Had my transplant check-up at Duke today. Still holding steady at 19% lung function, which is good news. I’ve had a cough that’s been tough to manage, so they’re adding some nebulizer treatments soon. Still waiting to hear if I’ll be listed for transplant — they’ll discuss it at their next team meeting. Nausea and coughing have been rough, but I’m hanging in there.
Grateful to have one of my best friends visiting and supporting me through it all.
oday I had transplant appointments at Duke, which included the typical labs, xray and pfts(pulmonary function test) and then met with one of the pulmonologists. Today was primarily to see where I’m at bc I developed a cough a few weeks ago and it’s been hard to cough anything out and so I was worried it would cause problems. They did start me on an antibiotic 10 days ago but will also start some albuterol and hypertonic saline nebs but just waiting for my nebulizer to arrive from Amazon. (I don’t have my old one anymore).

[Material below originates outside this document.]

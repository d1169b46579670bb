pub mod evo2_integration;
pub mod scorer;

pub use evo2_integration::Evo2Worker;
pub use scorer::LikelihoodScorer;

Thankfully my pfts have not dropped since the first week of December, so that was positive. I’m still at 19% lung function!

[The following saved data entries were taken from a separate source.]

use std::path::PathBuf;

use anyhow::{Context, Result};
use clap::{Args, Parser, Subcommand};
use tracing::info;
use tracing_subscriber::EnvFilter;

use sequence_retriever::UcscClient;
use variant_analyzer::analysis::BatchJob;
use variant_analyzer::data_handling::{Brca1Dataset, Dataset, LabeledCsvDataset};
use variant_analyzer::prediction_tools::Evo2Worker;
use variant_analyzer::server::{self, App};
use variant_analyzer::{AnalyzerConfig, Variant, VariantAnalyzer};

#[derive(Parser)]
#[command(name = "variant_analyzer")]
#[command(about = "Score single-nucleotide variants with Evo 2 and classify their effect")]
#[command(version = env!("CARGO_PKG_VERSION"))]
struct Cli {
    /// JSON configuration file; defaults to $PROJECT_ROOT/variant_analyzer.json when present.
    #[arg(long, global = true)]
    config: Option<PathBuf>,

    #[command(subcommand)]
    command: Commands,
}

#[derive(Subcommand)]
enum Commands {
    /// Classify one variant.
    Analyze(AnalyzeArgs),
    /// Score a labelled table and derive threshold and class spreads.
    Calibrate(CalibrateArgs),
    /// Serve the HTTP endpoint.
    Serve {
        /// Overrides `server.bind`.
        #[arg(long)]
        bind: Option<String>,
    },
    /// List UCSC assemblies grouped by organism.
    Genomes {
        #[arg(long)]
        organism: Option<String>,
    },
    /// List the primary chromosomes of an assembly.
    Chromosomes {
        #[arg(long)]
        genome: String,
    },
}

#[derive(Args)]
struct AnalyzeArgs {
    /// Compact form, e.g. `chr17:43119628:G` or `hg19:chr17:41276045:A>C`.
    #[arg(long, conflicts_with_all = ["position", "alternative"])]
    variant: Option<String>,
    /// 1-indexed position.
    #[arg(long, required_unless_present = "variant")]
    position: Option<u64>,
    #[arg(long, required_unless_present = "variant")]
    alternative: Option<String>,
    #[arg(long, default_value = "hg38")]
    genome: String,
    #[arg(long, default_value = "chr17")]
    chromosome: String,
}

#[derive(Args)]
struct CalibrateArgs {
    /// Labelled variants: `.xlsx` (BRCA1 supplementary table) or `.csv`.
    #[arg(long)]
    table: PathBuf,
    /// FASTA of the chromosome the table refers to, optionally gzip compressed.
    #[arg(long)]
    reference: PathBuf,
    #[arg(long)]
    limit: Option<usize>,
    #[arg(long, default_value = "output")]
    out_dir: PathBuf,
}

fn analyze(config: &AnalyzerConfig, args: AnalyzeArgs) -> Result<()> {
    let variant = match (args.variant, args.position, args.alternative) {
        (Some(compact), _, _) => compact.parse::<Variant>()?,
        (None, Some(position), Some(alternative)) => {
            Variant::new(position, &alternative, &args.chromosome, &args.genome)?
        }
        _ => anyhow::bail!("either --variant or both --position and --alternative are required"),
    };

    let ucsc = UcscClient::new(&config.ucsc_base_url)?;
    let scorer = Evo2Worker::spawn(&config.scorer).context("starting Evo2 worker")?;
    let analyzer = VariantAnalyzer {
        source: &ucsc,
        scorer: &scorer,
        window_size: config.window_size,
        calibration: config.calibration,
    };

    let report = analyzer.analyze(&variant)?;
    println!("{}", serde_json::to_string_pretty(&report)?);
    Ok(())
}

fn calibrate(config: &AnalyzerConfig, args: CalibrateArgs) -> Result<()> {
    let limit = args.limit.unwrap_or(config.batch.limit);
    let is_csv = args
        .table
        .extension()
        .is_some_and(|ext| ext.eq_ignore_ascii_case("csv"));
    let dataset: Box<dyn Dataset> = if is_csv {
        Box::new(LabeledCsvDataset {
            path: args.table.clone(),
            limit,
        })
    } else {
        Box::new(Brca1Dataset {
            path: args.table.clone(),
            header_row: config.batch.header_row,
            limit,
        })
    };

    let scorer = Evo2Worker::spawn(&config.scorer).context("starting Evo2 worker")?;
    let job = BatchJob {
        dataset: dataset.as_ref(),
        reference_path: args.reference,
        window_size: usize::try_from(config.window_size)?,
        out_dir: Some(args.out_dir.clone()),
    };
    let report = job
        .run(&scorer)
        .with_context(|| format!("calibrating on {}", args.table.display()))?;

    info!(
        "Calibrated on {} variants, AUROC {:.4}; outputs in {}",
        report.variants.len(),
        report.auroc,
        args.out_dir.display()
    );
    println!("{}", serde_json::to_string_pretty(&report.calibration)?);
    Ok(())
}

fn serve(config: &AnalyzerConfig, bind: Option<String>) -> Result<()> {
    let ucsc = UcscClient::new(&config.ucsc_base_url)?;
    let scorer = Evo2Worker::spawn(&config.scorer).context("starting Evo2 worker")?;
    let address = bind.unwrap_or_else(|| config.server.bind.clone());
    let server = server::bind(&address)?;
    info!(
        "Serving {} with sequences from {}",
        scorer.model_name(),
        ucsc.base_url()
    );

    let app = App {
        ucsc: &ucsc,
        scorer: &scorer,
        window_size: config.window_size,
        calibration: config.calibration,
    };
    app.run(&server);
    Ok(())
}

fn main() -> Result<()> {
    tracing_subscriber::fmt()
        .with_env_filter(
            EnvFilter::try_from_default_env().unwrap_or_else(|_| EnvFilter::new("info")),
        )
        .init();

    let cli = Cli::parse();
    let config = AnalyzerConfig::load(cli.config.as_deref()).context("loading configuration")?;

    match cli.command {
        Commands::Analyze(args) => analyze(&config, args),
        Commands::Calibrate(args) => calibrate(&config, args),
        Commands::Serve { bind } => serve(&config, bind),
        Commands::Genomes { organism } => {
            let ucsc = UcscClient::new(&config.ucsc_base_url)?;
            let mut genomes = ucsc.list_genomes()?;
            if let Some(organism) = organism {
                genomes.retain(|k, _| *k == organism);
            }
            println!("{}", serde_json::to_string_pretty(&genomes)?);
            Ok(())
        }
        Commands::Chromosomes { genome } => {
            let ucsc = UcscClient::new(&config.ucsc_base_url)?;
            let chromosomes = ucsc.list_chromosomes(&genome)?;
            println!("{}", serde_json::to_string_pretty(&chromosomes)?);
            Ok(())
        }
    }
}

We were also hoping to find out about when they’re going to list me. He said my weight is still an issue but they all meet Tuesdays to discuss cases so they’ll see how they all feel at this point bc I’m staying within a range of weight and go up and down but never surpass a certain weight 🥲
The nausea/ queasiness every single day is very frustrating and bothersome. It’s not all day but a good part of the day intermittently. So that’s been lovely! I do have the dissolvable zofran but it doesn’t always help or how I’m feeling is beyond help. Sometimes just with how hard I cough, it makes me gaggy and want to throw up!.
It’s been lots of fun having one of my best friends from college come visit and stay with us!! she’s been beyond helpful in every way.
She wanted to come watch me at pulmonary rehab and would cheer me on everytime I would do a lap! Lucky to have her!